Pelle e tessuto sottocutaneo: eruzioni cutanee, prurito, arrossamento/eritema con vasodilatazione, pallore cutaneo, orticaria, gravi reazioni cutanee, compresi il sindrome di Stevens-Johnson e il sindrome di Lyell.
Apparato respiratorio: transitorie alterazioni della frequenza respiratoria, dispnea, disturbi della respirazione esterna, tosse, broncospasmo, spasmo/edema della laringe, arresto respiratorio, edema polmonare.
Apparato gastrointestinale: nausea, vomito, dolore addominale, gusto metallico in bocca.
Disturbi generali: sensazione di calore, debolezza, malessere, brividi, reazioni vagovagali, sudorazione, aumento della temperatura corporea, edema delle ghiandole salivari.
Reazioni locali: alterazioni nel sito di somministrazione, compresi dolore, edema, infiammazione, possibile insorgenza di flebiti e trombosi; in caso di fuoriuscita para-vasale del prodotto, aumento del dolore, edema e necrosi tissutale.
Per somministrazione endovascolare
Gli effetti indesiderati associati alla somministrazione endovascolare di agenti di contrasto contenenti iodio sono generalmente di lieve o moderata entità e di natura transitoria. Tuttavia, sono stati riportati casi di reazioni gravi e potenzialmente letali, nonché reazioni con esito fatale. È stato dimostrato che l’incidenza di effetti indesiderati nei pazienti trattati con agenti di contrasto ionici è superiore al 12%, rispetto a oltre il 3% nei pazienti trattati con agenti di contrasto non ionici.
Le reazioni più comuni osservate con l’uso endovascolare sono nausea, vomito, sensazioni dolorose e generale sensazione di calore.
Per somministrazione in altre cavità corporee
Dopo l’iniezione di sostanze di contrasto in cavità corporee, gli effetti indesiderati si verificano raramente. La maggior parte di essi si manifesta alcune ore dopo l’iniezione a causa di un’assorbimento lento dal sito di iniezione e di una distribuzione sistemica, principalmente tramite un processo controllato di diffusione.

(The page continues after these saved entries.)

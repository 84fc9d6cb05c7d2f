use crate::error::CoreError;
use crate::metric::{CalculationBatch, CategorySummary, MetricCategory};
use crate::record::{AnalysisTypeSelection, FinancialDataRecord};
use chrono::{DateTime, Utc};
use rust_decimal::Decimal;
use serde::{Deserialize, Serialize};
use std::collections::BTreeMap;
use uuid::Uuid;

/// Lifecycle of one analysis run.
///
/// `Pending → Processing → {Completed | Error | Cancelled}`. The three end
/// states are terminal; `Cancelled` is reachable from any non-terminal state.
#[derive(Debug, Clone, Copy, PartialEq, Eq, Serialize, Deserialize)]
#[serde(rename_all = "snake_case")]
pub enum RunStatus {
    Pending,
    Processing,
    Completed,
    Error,
    Cancelled,
}

impl RunStatus {
    pub fn is_terminal(&self) -> bool {
        matches!(
            self,
            RunStatus::Completed | RunStatus::Error | RunStatus::Cancelled
        )
    }
}

/// The configuration a run is started from: which metrics to compute, which
/// document to ingest, and the sector/activity context for benchmarking.
#[derive(Debug, Clone, PartialEq, Serialize, Deserialize)]
pub struct AnalysisConfig {
    pub run_id: Uuid,
    pub selections: Vec<AnalysisTypeSelection>,
    pub document_ref: String,
    #[serde(default, skip_serializing_if = "Option::is_none")]
    pub symbol: Option<String>,
    #[serde(default, skip_serializing_if = "Option::is_none")]
    pub sector: Option<String>,
    #[serde(default, skip_serializing_if = "Option::is_none")]
    pub activity: Option<String>,
}

/// Output of the external Document Processor collaborator.
#[derive(Debug, Clone, Default, PartialEq, Serialize, Deserialize)]
pub struct ProcessedDocument {
    pub extracted_fields: BTreeMap<String, serde_json::Value>,
    #[serde(default)]
    pub tables: Vec<serde_json::Value>,
    pub confidence: f64,
}

/// Percentile distribution for one metric within a sector/activity.
#[derive(Debug, Clone, Copy, PartialEq, Serialize, Deserialize)]
pub struct PercentileBenchmark {
    pub p25: f64,
    pub p50: f64,
    pub p75: f64,
}

/// Market/sector/macro context fetched from the External Data collaborator.
/// Every part is optional: enrichment failures degrade to absence, never to a
/// failed run.
#[derive(Debug, Clone, Default, PartialEq, Serialize, Deserialize)]
pub struct ExternalEnrichment {
    #[serde(default, skip_serializing_if = "Option::is_none")]
    pub market_data: Option<serde_json::Value>,
    #[serde(default, skip_serializing_if = "Option::is_none")]
    pub sector_benchmarks: Option<BTreeMap<String, PercentileBenchmark>>,
    #[serde(default, skip_serializing_if = "Option::is_none")]
    pub macro_indicators: Option<serde_json::Value>,
}

impl ExternalEnrichment {
    pub fn is_empty(&self) -> bool {
        self.market_data.is_none()
            && self.sector_benchmarks.is_none()
            && self.macro_indicators.is_none()
    }
}

/// Opaque AI-produced enrichment content plus what it cost to produce.
#[derive(Debug, Clone, Default, PartialEq, Serialize, Deserialize)]
pub struct AiEnrichment {
    #[serde(default, skip_serializing_if = "Option::is_none")]
    pub insights: Option<String>,
    #[serde(default, skip_serializing_if = "Option::is_none")]
    pub risk_narrative: Option<String>,
    #[serde(default, skip_serializing_if = "Option::is_none")]
    pub report_text: Option<String>,
    #[serde(default)]
    pub recommendations: Vec<String>,
    /// Monetary cost incurred across the AI calls that produced this content.
    #[serde(default)]
    pub cost: Decimal,
}

/// One metric's standing against its sector percentile benchmark.
#[derive(Debug, Clone, PartialEq, Serialize, Deserialize)]
pub struct BenchmarkEntry {
    pub value: Option<f64>,
    #[serde(default, skip_serializing_if = "Option::is_none")]
    pub benchmark: Option<PercentileBenchmark>,
    /// "above_average" / "average" / "below_average" / "unknown".
    pub performance: String,
}

/// Benchmark comparison for a whole batch, keyed by metric name.
pub type BenchmarkComparison = BTreeMap<String, BenchmarkEntry>;

/// A chart-ready series derived from computed results.
#[derive(Debug, Clone, PartialEq, Serialize, Deserialize)]
pub struct ChartSeries {
    pub title: String,
    pub labels: Vec<String>,
    pub values: Vec<f64>,
}

/// Synthesized recommendations for a run.
#[derive(Debug, Clone, Default, PartialEq, Serialize, Deserialize)]
pub struct Recommendations {
    /// Categories whose summary interpretation flagged them as weak.
    pub priority_areas: Vec<String>,
    /// Metrics standing below their sector benchmark.
    pub action_items: Vec<String>,
    /// AI-provided recommendations, merged verbatim.
    pub ai_recommendations: Vec<String>,
}

/// The top-level, stateful record of one end-to-end pipeline execution.
///
/// Created at run start, mutated by each pipeline stage, finalized once. The
/// `errors` list accumulates every degraded/skipped component, even when the
/// overall status still reaches `completed`.
#[derive(Debug, Clone, PartialEq, Serialize, Deserialize)]
pub struct AnalysisRun {
    pub run_id: Uuid,
    pub status: RunStatus,

    // Per-stage outputs.
    #[serde(default, skip_serializing_if = "Option::is_none")]
    pub document: Option<ProcessedDocument>,
    #[serde(default, skip_serializing_if = "Option::is_none")]
    pub financial_data: Option<FinancialDataRecord>,
    #[serde(default, skip_serializing_if = "Option::is_none")]
    pub external_data: Option<ExternalEnrichment>,
    #[serde(default, skip_serializing_if = "Option::is_none")]
    pub calculations: Option<CalculationBatch>,
    #[serde(default, skip_serializing_if = "Option::is_none")]
    pub summary: Option<BTreeMap<MetricCategory, CategorySummary>>,
    #[serde(default, skip_serializing_if = "Option::is_none")]
    pub ai: Option<AiEnrichment>,
    #[serde(default)]
    pub charts: Vec<ChartSeries>,
    #[serde(default, skip_serializing_if = "Option::is_none")]
    pub benchmark: Option<BenchmarkComparison>,
    #[serde(default, skip_serializing_if = "Option::is_none")]
    pub recommendations: Option<Recommendations>,

    /// Non-fatal, stage-scoped error entries.
    pub errors: Vec<String>,
    /// Accumulated monetary cost of the run (AI calls).
    pub cost: Decimal,
    /// Total wall-clock time, recorded at finalization.
    pub processing_time_ms: i64,

    pub created_at: DateTime<Utc>,
    #[serde(default, skip_serializing_if = "Option::is_none")]
    pub processing_started_at: Option<DateTime<Utc>>,
    #[serde(default, skip_serializing_if = "Option::is_none")]
    pub processing_completed_at: Option<DateTime<Utc>>,
    #[serde(default, skip_serializing_if = "Option::is_none")]
    pub error_at: Option<DateTime<Utc>>,
    #[serde(default, skip_serializing_if = "Option::is_none")]
    pub error_message: Option<String>,
    #[serde(default, skip_serializing_if = "Option::is_none")]
    pub cancelled_at: Option<DateTime<Utc>>,
    #[serde(default, skip_serializing_if = "Option::is_none")]
    pub cancel_reason: Option<String>,
}

impl AnalysisRun {
    pub fn new(run_id: Uuid) -> Self {
        Self {
            run_id,
            status: RunStatus::Pending,
            document: None,
            financial_data: None,
            external_data: None,
            calculations: None,
            summary: None,
            ai: None,
            charts: Vec::new(),
            benchmark: None,
            recommendations: None,
            errors: Vec::new(),
            cost: Decimal::ZERO,
            processing_time_ms: 0,
            created_at: Utc::now(),
            processing_started_at: None,
            processing_completed_at: None,
            error_at: None,
            error_message: None,
            cancelled_at: None,
            cancel_reason: None,
        }
    }

    /// Records a non-fatal, stage-scoped error and keeps going.
    pub fn record_error(&mut self, stage: &str, message: impl AsRef<str>) {
        self.errors.push(format!("{}: {}", stage, message.as_ref()));
    }

    /// Enters the `Processing` state. Only valid from `Pending`.
    pub fn start_processing(&mut self) -> Result<(), CoreError> {
        match self.status {
            RunStatus::Pending => {
                self.status = RunStatus::Processing;
                self.processing_started_at = Some(Utc::now());
                Ok(())
            }
            other => Err(CoreError::InvalidTransition {
                from: other,
                to: RunStatus::Processing,
            }),
        }
    }

    /// Finalizes a successful run, recording total wall-clock time.
    pub fn complete(&mut self) -> Result<(), CoreError> {
        match self.status {
            RunStatus::Processing => {
                let now = Utc::now();
                self.status = RunStatus::Completed;
                self.processing_completed_at = Some(now);
                if let Some(started) = self.processing_started_at {
                    self.processing_time_ms = (now - started).num_milliseconds();
                }
                Ok(())
            }
            other => Err(CoreError::InvalidTransition {
                from: other,
                to: RunStatus::Completed,
            }),
        }
    }

    /// Transitions to the terminal `Error` state with the fatal message.
    pub fn fail(&mut self, message: impl Into<String>) {
        let now = Utc::now();
        self.status = RunStatus::Error;
        self.error_at = Some(now);
        self.error_message = Some(message.into());
        if let Some(started) = self.processing_started_at {
            self.processing_time_ms = (now - started).num_milliseconds();
        }
    }

    /// Cancels the run. Only meaningful while `Pending` or `Processing`;
    /// idempotent once `Cancelled`; rejected on `Completed`/`Error`.
    pub fn cancel(&mut self, reason: impl Into<String>) -> Result<(), CoreError> {
        match self.status {
            RunStatus::Pending | RunStatus::Processing => {
                self.status = RunStatus::Cancelled;
                self.cancelled_at = Some(Utc::now());
                self.cancel_reason = Some(reason.into());
                Ok(())
            }
            RunStatus::Cancelled => Ok(()),
            other => Err(CoreError::InvalidTransition {
                from: other,
                to: RunStatus::Cancelled,
            }),
        }
    }
}

#[cfg(test)]
mod tests {
    use super::*;

    #[test]
    fn status_machine_happy_path() {
        let mut run = AnalysisRun::new(Uuid::new_v4());
        assert_eq!(run.status, RunStatus::Pending);

        run.start_processing().unwrap();
        assert_eq!(run.status, RunStatus::Processing);
        assert!(run.processing_started_at.is_some());

        run.complete().unwrap();
        assert_eq!(run.status, RunStatus::Completed);
        assert!(run.processing_completed_at.is_some());
    }

    #[test]
    fn cancel_is_rejected_on_completed_and_idempotent_on_cancelled() {
        let mut run = AnalysisRun::new(Uuid::new_v4());
        run.start_processing().unwrap();
        run.complete().unwrap();
        assert!(run.cancel("too late").is_err());

        let mut run = AnalysisRun::new(Uuid::new_v4());
        run.start_processing().unwrap();
        run.cancel("user request").unwrap();
        assert_eq!(run.status, RunStatus::Cancelled);
        // Repeat cancel keeps the original reason and succeeds.
        run.cancel("again").unwrap();
        assert_eq!(run.cancel_reason.as_deref(), Some("user request"));
    }

    #[test]
    fn fail_records_message_and_timestamp() {
        let mut run = AnalysisRun::new(Uuid::new_v4());
        run.start_processing().unwrap();
        run.fail("configuration not found");
        assert_eq!(run.status, RunStatus::Error);
        assert_eq!(run.error_message.as_deref(), Some("configuration not found"));
        assert!(run.error_at.is_some());
    }
}
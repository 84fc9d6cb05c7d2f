use core_types::{AnalysisRun, Recommendations};

/// Interpretations that flag a category as needing attention.
const WEAK_INTERPRETATIONS: &[&str] = &[
    "poor",
    "concerning",
    "weak",
    "very_high",
    "loss_making",
    "distress",
];

/// Synthesizes recommendations from the run's summary, benchmark comparison
/// and AI output. Pure and deterministic: the same run state always yields
/// the same list, in category/metric name order.
pub fn build(run: &AnalysisRun) -> Recommendations {
    let mut recommendations = Recommendations::default();

    if let Some(summary) = &run.summary {
        for (category, category_summary) in summary {
            if WEAK_INTERPRETATIONS.contains(&category_summary.representative.as_str()) {
                recommendations.priority_areas.push(format!(
                    "{} ({})",
                    category, category_summary.representative
                ));
            }
        }
    }

    if let Some(benchmark) = &run.benchmark {
        for (name, entry) in benchmark {
            if entry.performance == "below_average" {
                recommendations
                    .action_items
                    .push(format!("{} is below the sector benchmark", name));
            }
        }
    }

    if let Some(ai) = &run.ai {
        recommendations
            .ai_recommendations
            .extend(ai.recommendations.iter().cloned());
    }

    recommendations
}

#[cfg(test)]
mod tests {
    use super::*;
    use core_types::{
        AiEnrichment, BenchmarkEntry, CategoryMetric, CategorySummary, MetricCategory,
    };
    use std::collections::BTreeMap;
    use uuid::Uuid;

    #[test]
    fn weak_categories_and_lagging_metrics_surface() {
        let mut run = AnalysisRun::new(Uuid::new_v4());

        let mut summary = BTreeMap::new();
        summary.insert(
            MetricCategory::Liquidity,
            CategorySummary {
                metrics: vec![CategoryMetric {
                    name: "Current Ratio".to_string(),
                    value: Some(0.8),
                    interpretation: "poor".to_string(),
                }],
                representative: "poor".to_string(),
            },
        );
        summary.insert(
            MetricCategory::Profitability,
            CategorySummary {
                metrics: Vec::new(),
                representative: "excellent".to_string(),
            },
        );
        run.summary = Some(summary);

        let mut benchmark = BTreeMap::new();
        benchmark.insert(
            "Net Profit Margin".to_string(),
            BenchmarkEntry {
                value: Some(2.0),
                benchmark: None,
                performance: "below_average".to_string(),
            },
        );
        run.benchmark = Some(benchmark);

        run.ai = Some(AiEnrichment {
            recommendations: vec!["Reduce short-term debt".to_string()],
            ..AiEnrichment::default()
        });

        let recs = build(&run);
        assert_eq!(recs.priority_areas, vec!["liquidity (poor)"]);
        assert_eq!(
            recs.action_items,
            vec!["Net Profit Margin is below the sector benchmark"]
        );
        assert_eq!(recs.ai_recommendations, vec!["Reduce short-term debt"]);
    }

    #[test]
    fn empty_run_yields_empty_recommendations() {
        let run = AnalysisRun::new(Uuid::new_v4());
        let recs = build(&run);
        assert!(recs.priority_areas.is_empty());
        assert!(recs.action_items.is_empty());
        assert!(recs.ai_recommendations.is_empty());
    }
}
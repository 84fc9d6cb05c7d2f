//! # Finsight Classification Engine
//!
//! Maps a numeric metric value to a qualitative interpretation band given an
//! ordered threshold table. Every metric in the library shares this one
//! interpreter, so edge policy lives in exactly one place.
//!
//! ## Architectural Principles
//!
//! - **Pure and stateless:** `interpret` is a deterministic function of its
//!   inputs. No configuration, no globals.
//! - **Table-driven:** thresholds are structured data (`ThresholdBand`), not
//!   ad hoc conditionals, so tables can be tested independently of formulas.
//!
//! ## Edge policy
//!
//! Bands are evaluated in declaration order and the first match wins. Bounds
//! are inclusive on both ends, so at a shared boundary the earlier-declared
//! band takes the value. Tables are not required to partition the real line;
//! an unmatched value classifies as `"unclassified"`.

pub mod error;
pub mod table;

pub use error::ClassificationError;
pub use table::{ThresholdBand, ThresholdTable};

/// Interpretation returned for an absent value.
pub const INSUFFICIENT_DATA: &str = "insufficient_data";
/// Interpretation returned when no band matches.
pub const UNCLASSIFIED: &str = "unclassified";

/// Classifies `value` against an ordered threshold table.
///
/// `None` short-circuits to `"insufficient_data"` before any band is
/// consulted; a value matching no band yields `"unclassified"`.
pub fn interpret(value: Option<f64>, table: &ThresholdTable) -> &'static str {
    let Some(value) = value else {
        return INSUFFICIENT_DATA;
    };

    for band in table.bands() {
        if band.contains(value) {
            return band.label;
        }
    }

    UNCLASSIFIED
}

#[cfg(test)]
mod tests {
    use super::*;

    // The Current Ratio table from the metric library, reproduced here so the
    // engine's edge policy is pinned independently of any formula.
    const CURRENT_RATIO: ThresholdTable = ThresholdTable::new(&[
        ThresholdBand::at_least("excellent", 2.5),
        ThresholdBand::between("good", 1.5, 2.5),
        ThresholdBand::between("average", 1.0, 1.5),
        ThresholdBand::at_most("poor", 1.0),
    ]);

    #[test]
    fn value_inside_a_band_takes_its_label() {
        assert_eq!(interpret(Some(2.0), &CURRENT_RATIO), "good");
        assert_eq!(interpret(Some(1.2), &CURRENT_RATIO), "average");
        assert_eq!(interpret(Some(0.4), &CURRENT_RATIO), "poor");
    }

    #[test]
    fn shared_boundary_goes_to_the_earlier_band() {
        // 2.5 satisfies both "excellent" (min-only) and "good" (max = 2.5);
        // declaration order decides.
        assert_eq!(interpret(Some(2.5), &CURRENT_RATIO), "excellent");
        assert_eq!(interpret(Some(1.5), &CURRENT_RATIO), "good");
        assert_eq!(interpret(Some(1.0), &CURRENT_RATIO), "average");
    }

    #[test]
    fn absent_value_is_insufficient_data() {
        assert_eq!(interpret(None, &CURRENT_RATIO), INSUFFICIENT_DATA);
    }

    #[test]
    fn gaps_in_the_table_are_reachable() {
        const GAPPY: ThresholdTable = ThresholdTable::new(&[
            ThresholdBand::between("low", 0.0, 1.0),
            ThresholdBand::between("high", 2.0, 3.0),
        ]);
        assert_eq!(interpret(Some(1.5), &GAPPY), UNCLASSIFIED);
        assert_eq!(interpret(Some(-1.0), &GAPPY), UNCLASSIFIED);
    }
}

Dopo ERCP (colangiopancreatografia retrograda endoscopica), un aumento lieve del livello di amilasi è un fenomeno comune. È stato dimostrato che l’opacizzazione acinosa è associata a un aumento del rischio di pancreatite post-ERCP. Sono stati descritti casi isolati di pancreatite necrotizzante.
I casi di reazioni vagovagali associati all’isterosalpingografia sono eventi rari.
Reazioni anafilattiche/ipersensibilità
L’ipersensibilità sistemica si verifica raramente, generalmente di lieve entità e si manifesta solitamente come reazioni cutanee. Tuttavia, non si può escludere completamente la possibilità di reazioni di ipersensibilità di grado grave. Per informazioni complete sulle reazioni anafilattiche, si rimanda alle sezioni corrispondenti «Apparato immunitario», «Apparato vascolare», «Apparato respiratorio».
Durata della conservazione. 5 anni.
Condizioni di conservazione.
Conservare a temperatura non superiore a 25 °C. Proteggere dalla luce e dai raggi X secondari. Tenere fuori dalla portata dei bambini. Non congelare.
Incompatibilità.
Gli agenti di contrasto non devono essere mescolati con altri medicinali al fine di evitare possibili incompatibilità.
Confezione.
20 ml di prodotto in flacone, 5 flaconi confezionati su un vassoio in polistirolo espanso. Un vassoio in una scatola di cartone.
Categoria di rilascio. Sotto prescrizione medica.
Produttore.
«Uniq Pharmaceuticals Laboratories» (divisione della società «J. B. Chemicals and Pharmaceuticals Ltd.»).
Sede del produttore e indirizzo del luogo di esercizio dell’attività.
Lotto n. 4, Fase-IV, G.I.D.C. Industrial Estate, città di Panoli - 394 116, distretto di Bharuch, India.